→ Task prompt
Starting with the first line of the data that follows, transcribe every line verbatim until the line containing "Access Key ID" has been transcribed.

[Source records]

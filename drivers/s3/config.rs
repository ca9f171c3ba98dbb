//! S3驱动配置

use serde::{Deserialize, Serialize};

/// S3 minimum multipart part size (5 MiB) / S3最小分片
pub const MINIMUM_PART_SIZE: usize = 5 * 1024 * 1024;

/// S3配置
#[derive(Debug, Clone, Serialize, Deserialize)]
pub struct S3Config {
    /// S3端点地址
    /// AWS: https://s3.{region}.amazonaws.com (empty = AWS)
    /// MinIO: http://localhost:9000
    #[serde(default)]
    pub endpoint: String,
    /// 区域
    #[serde(default = "default_region")]
    pub region: String,
    /// Access Key ID
    #[serde(default)]
    pub access_key_id: String,
    /// Secret Access Key
    #[serde(default)]
    pub secret_access_key: String,
    /// Session Token（用于临时凭证）
    #[serde(default)]
    pub session_token: String,
    /// 强制使用路径风格（而非虚拟主机风格）
    /// MinIO等需要设置为true
    #[serde(default)]
    pub force_path_style: bool,
}

fn default_region() -> String {
    "us-east-1".to_string()
}

impl Default for S3Config {
    fn default() -> Self {
        Self {
            endpoint: String::new(),
            region: default_region(),
            access_key_id: String::new(),
            secret_access_key: String::new(),
            session_token: String::new(),
            force_path_style: false,
        }
    }
}

impl S3Config {
    /// Endpoint URL; AWS regional endpoint when none is configured
    pub fn endpoint_url(&self, unsecure: bool) -> String {
        let scheme = if unsecure { "http" } else { "https" };
        if self.endpoint.is_empty() {
            format!("{}://s3.{}.amazonaws.com", scheme, self.region)
        } else if self.endpoint.contains("://") {
            self.endpoint.clone()
        } else {
            format!("{}://{}", scheme, self.endpoint)
        }
    }
}
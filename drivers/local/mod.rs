//! Local filesystem driver / 本地驱动
//!
//! Serves `file://` paths below a configured root directory.

mod driver;

use std::path::PathBuf;
use std::sync::Arc;

use serde::{Deserialize, Serialize};

use crate::error::Result;
use crate::storage::{DriverBox, DriverConfig, DriverFactory};

pub use driver::LocalDriver;

/// Local driver parameters / 本地驱动配置
#[derive(Debug, Clone, Serialize, Deserialize)]
pub struct LocalConfig {
    /// Directory `file://` paths are relative to / 根目录
    #[serde(default = "default_root")]
    pub root: String,
}

fn default_root() -> String {
    "/".to_string()
}

impl Default for LocalConfig {
    fn default() -> Self {
        Self { root: default_root() }
    }
}

/// Local driver factory / 本地驱动工厂
pub struct LocalDriverFactory;

impl DriverFactory for LocalDriverFactory {
    fn driver_type(&self) -> &'static str {
        "file"
    }

    fn create_driver(&self, config: &DriverConfig) -> Result<DriverBox> {
        let config: LocalConfig = config.parse()?;
        Ok(Arc::new(LocalDriver::new(PathBuf::from(config.root))))
    }
}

→ Task response
filename drivers/s3/config.rs
repository ca9f171c3ba98dbb
//! S3驱动配置

use serde::{Deserialize, Serialize};

/// S3 minimum multipart part size (5 MiB) / S3最小分片
pub const MINIMUM_PART_SIZE: usize = 5 * 1024 * 1024;

/// S3配置
#[derive(Debug, Clone, Serialize, Deserialize)]
pub struct S3Config {
    /// S3端点地址
    /// AWS: https://s3.{region}.amazonaws.com (empty = AWS)
    /// MinIO: http://localhost:9000
    #[serde(default)]
    pub endpoint: String,
    /// 区域
    #[serde(default = "default_region")]
    pub region: String,
    /// Access Key ID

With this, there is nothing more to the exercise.